En la cafetería de Tweek, esta vez era Wendy la que se lamentaba. Clyde le dio unas palmaditas en la espalda y aprovechó para fijarse en el sujetador que llevaba. Bebe le pegó en la nuca y luego se acercó a su amiga.
"Lo siento, tía, pero creo que esta es una batalla perdida. Stanley y Kyle están muy unidos."
"Demasiado…" aseguró Craig, todavía sin creerse lo que había pasado antes.
"No me lo puedo creer! Toda la vida colgada del imbécil de Stan y ahora que por fin quiero intentar ser feliz con otro…!"
"Puedes ser feliz conmigo, si quieres…" aseguró Clyde. Bebe lo miró con odio.
"O co-con Cartman!!" dijo Tweek. La chica lo miró de tal manera que casi se cayó de la silla por los nervios. "Aaaaaargh!"

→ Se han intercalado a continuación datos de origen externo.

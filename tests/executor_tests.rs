// Invocation executor tests - synopsis bounding, durable records and pointers
//
// Full tool output always lands on disk; the caller only gets a bounded
// synopsis plus a pointer. Resolution failures reject the call before any
// process spawns and leave no record behind.

use gangway::{
    AppConfig, BridgeSettings, InvocationStatus, InvokeError, ServerConfig, ToolBridge,
};
use serde_json::json;
use std::collections::HashMap;
use std::path::{Path, PathBuf};
use std::time::Instant;
use tempfile::tempdir;
use uuid::Uuid;

fn stub_server(name: &str) -> ServerConfig {
    ServerConfig {
        name: name.to_string(),
        command: PathBuf::from(env!("CARGO_BIN_EXE_gangway-stub")),
        args: Vec::new(),
        env: HashMap::new(),
    }
}

fn bridge_config(state_dir: &Path, servers: Vec<ServerConfig>) -> AppConfig {
    AppConfig {
        servers,
        bridge: BridgeSettings {
            state_dir: state_dir.to_path_buf(),
            synopsis_chars: 500,
            call_timeout_secs: 2,
            startup_timeout_secs: 2,
        },
    }
}

#[tokio::test]
async fn large_output_is_bounded_but_fully_retrievable() {
    let dir = tempdir().expect("tempdir");
    let bridge = ToolBridge::new(&bridge_config(dir.path(), vec![stub_server("files")]));
    bridge.refresh("files").await.expect("discovery");

    let outcome = bridge
        .invoke("files/big_output", json!({"bytes": 2_000_000}), None)
        .await
        .expect("invoke");
    assert_eq!(outcome.status, InvocationStatus::Ok);
    assert_eq!(outcome.synopsis.chars().count(), 500);
    assert!(outcome.synopsis.ends_with("… [truncated]"));

    let record = bridge
        .fetch_full(&outcome.pointer.to_string())
        .expect("stored record");
    assert_eq!(record.id, outcome.pointer);
    assert_eq!(record.status, InvocationStatus::Ok);
    let payload = record.result.expect("full payload");
    let text = payload["content"][0]["text"].as_str().expect("text part");
    assert_eq!(text.chars().count(), 2_000_000);

    bridge.shutdown().await;
}

#[tokio::test]
async fn tiny_synopsis_caps_are_still_honoured() {
    let dir = tempdir().expect("tempdir");
    let mut config = bridge_config(dir.path(), vec![stub_server("files")]);
    config.bridge.synopsis_chars = 9;
    let bridge = ToolBridge::new(&config);
    bridge.refresh("files").await.expect("discovery");

    // A cap below the truncation marker length gets a plain hard cut; the
    // full payload is still on disk.
    let outcome = bridge
        .invoke(
            "files/echo",
            json!({"text": "well beyond nine characters"}),
            None,
        )
        .await
        .expect("invoke");
    assert_eq!(outcome.status, InvocationStatus::Ok);
    assert_eq!(outcome.synopsis, "well beyo");

    let record = bridge
        .fetch_full(&outcome.pointer.to_string())
        .expect("stored record");
    let payload = record.result.expect("full payload");
    assert_eq!(
        payload["content"][0]["text"].as_str().expect("text part"),
        "well beyond nine characters"
    );

    bridge.shutdown().await;
}

#[tokio::test]
async fn tool_failure_is_recorded_as_tool_error() {
    let dir = tempdir().expect("tempdir");
    let bridge = ToolBridge::new(&bridge_config(dir.path(), vec![stub_server("files")]));
    bridge.refresh("files").await.expect("discovery");

    let outcome = bridge
        .invoke("files/fail", json!({"reason": "disk on fire"}), None)
        .await
        .expect("invoke");
    assert_eq!(outcome.status, InvocationStatus::ToolError);
    assert_eq!(outcome.synopsis, "disk on fire");

    let record = bridge
        .fetch_full(&outcome.pointer.to_string())
        .expect("stored record");
    assert_eq!(record.status, InvocationStatus::ToolError);
    assert_eq!(record.synopsis, "disk on fire");
    assert_eq!(record.result.expect("full payload")["isError"], true);

    bridge.shutdown().await;
}

#[tokio::test]
async fn rpc_refusal_is_recorded_with_the_servers_detail() {
    let dir = tempdir().expect("tempdir");
    let bridge = ToolBridge::new(&bridge_config(dir.path(), vec![stub_server("files")]));
    bridge.refresh("files").await.expect("discovery");

    // The server answers with a JSON-RPC error instead of a result; the
    // transport keeps working and the error's data member survives into
    // the record.
    let outcome = bridge
        .invoke(
            "files/fail",
            json!({"rpc": true, "reason": "quota exhausted"}),
            None,
        )
        .await
        .expect("invoke");
    assert_eq!(outcome.status, InvocationStatus::ToolError);
    assert!(outcome.synopsis.starts_with("[tool-error]"));
    assert!(outcome.synopsis.contains("quota exhausted"));

    let record = bridge
        .fetch_full(&outcome.pointer.to_string())
        .expect("stored record");
    assert_eq!(record.status, InvocationStatus::ToolError);
    assert!(record.result.is_none());
    let diagnostic = record.error.expect("diagnostic");
    assert!(diagnostic.contains("quota exhausted"));
    assert!(diagnostic.contains("retry_after_secs"));

    // The conduit is still healthy after the refusal.
    let after = bridge
        .invoke("files/echo", json!({"text": "fine"}), None)
        .await
        .expect("invoke");
    assert_eq!(after.status, InvocationStatus::Ok);

    bridge.shutdown().await;
}

#[tokio::test]
async fn timeout_is_recorded_with_a_diagnostic() {
    let dir = tempdir().expect("tempdir");
    let bridge = ToolBridge::new(&bridge_config(dir.path(), vec![stub_server("files")]));
    bridge.refresh("files").await.expect("discovery");

    let outcome = bridge
        .invoke(
            "files/slow_echo",
            json!({"text": "late", "delay_ms": 1200}),
            Some(std::time::Duration::from_millis(200)),
        )
        .await
        .expect("timeout is recorded, not raised");
    assert_eq!(outcome.status, InvocationStatus::Timeout);
    assert!(outcome.duration_ms >= 200);
    assert!(outcome.synopsis.starts_with("[timeout]"));

    let record = bridge
        .fetch_full(&outcome.pointer.to_string())
        .expect("stored record");
    assert_eq!(record.status, InvocationStatus::Timeout);
    assert!(record.result.is_none());
    assert!(record.error.expect("diagnostic").contains("timed out"));

    bridge.shutdown().await;
}

#[tokio::test]
async fn resolution_failures_never_spawn_or_record() {
    let dir = tempdir().expect("tempdir");
    let ghost = ServerConfig {
        name: "ghost".to_string(),
        command: PathBuf::from("/nonexistent/capability-server"),
        args: Vec::new(),
        env: HashMap::new(),
    };
    let bridge = ToolBridge::new(&bridge_config(dir.path(), vec![stub_server("files"), ghost]));
    bridge.refresh("files").await.expect("discovery");

    let err = bridge
        .invoke("nowhere/echo", json!({}), None)
        .await
        .expect_err("unconfigured server");
    assert!(matches!(err, InvokeError::UnknownServer { .. }));

    // Configured but never discovered; rejected before its broken command
    // could ever be spawned.
    let at = Instant::now();
    let err = bridge
        .invoke("ghost/echo", json!({}), None)
        .await
        .expect_err("undiscovered server");
    assert!(matches!(err, InvokeError::Undiscovered { .. }));
    assert!(at.elapsed() < std::time::Duration::from_millis(200));

    let err = bridge
        .invoke("files/missing_tool", json!({}), None)
        .await
        .expect_err("unknown tool");
    assert!(matches!(err, InvokeError::UnknownTool { .. }));

    let err = bridge
        .invoke("justoneword", json!({}), None)
        .await
        .expect_err("bad address");
    assert!(matches!(err, InvokeError::BadAddress { .. }));

    assert!(
        !dir.path().join("results").exists(),
        "resolution failures must not write records"
    );

    bridge.shutdown().await;
}

#[tokio::test]
async fn records_accumulate_under_unique_pointers() {
    let dir = tempdir().expect("tempdir");
    let bridge = ToolBridge::new(&bridge_config(dir.path(), vec![stub_server("files")]));
    bridge.refresh("files").await.expect("discovery");

    let first = bridge
        .invoke("files/echo", json!({"text": "one"}), None)
        .await
        .expect("invoke");
    let second = bridge
        .invoke("files/echo", json!({"text": "two"}), None)
        .await
        .expect("invoke");
    assert_ne!(first.pointer, second.pointer);

    let first = bridge
        .fetch_full(&first.pointer.to_string())
        .expect("first record");
    let second = bridge
        .fetch_full(&second.pointer.to_string())
        .expect("second record");
    assert_eq!(first.sequence, 1);
    assert_eq!(second.sequence, 2);
    assert_eq!(first.server, "files");
    assert_eq!(first.tool, "echo");
    assert_eq!(first.arguments, json!({"text": "one"}));
    assert_eq!(second.synopsis, "two");

    let stored = std::fs::read_dir(dir.path().join("results"))
        .expect("results dir")
        .count();
    assert_eq!(stored, 2);

    bridge.shutdown().await;
}

#[tokio::test]
async fn pointers_are_validated_before_hitting_the_store() {
    let dir = tempdir().expect("tempdir");
    let bridge = ToolBridge::new(&bridge_config(dir.path(), vec![stub_server("files")]));

    let err = bridge
        .fetch_full("not-a-uuid")
        .expect_err("malformed pointer");
    assert!(matches!(err, InvokeError::BadPointer { .. }));

    let err = bridge
        .fetch_full("../../etc/passwd")
        .expect_err("path-shaped pointer");
    assert!(matches!(err, InvokeError::BadPointer { .. }));

    let err = bridge
        .fetch_full(&Uuid::new_v4().to_string())
        .expect_err("unknown pointer");
    assert!(matches!(err, InvokeError::RecordNotFound { .. }));

    bridge.shutdown().await;
}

"Con Cartman, eh?" dijo Testaburger con voz gélida. "Después de lo que ha hecho, nunca estaré con alguien como él!"
…….
"Hola, pastelito. Qué tal el dia?" preguntó la señora Cartman cuando su hijito del alma entró dando un portazo y se fue a su cuarto. "Te he preparado tortitas con chocolate, cielo"
Pero su hijo no le prestaba atención. Soltó la mochila y se paseó por la habitación, pensando furioso. No podía creer como Wendy prefería a una rata judía antes que a él. Pero de momento solo tenía una cosa clara: Si él no podía quedarse con Wendy, no dejaría que Kyle fuese feliz, ni con el marica de Stanley ni con nadie!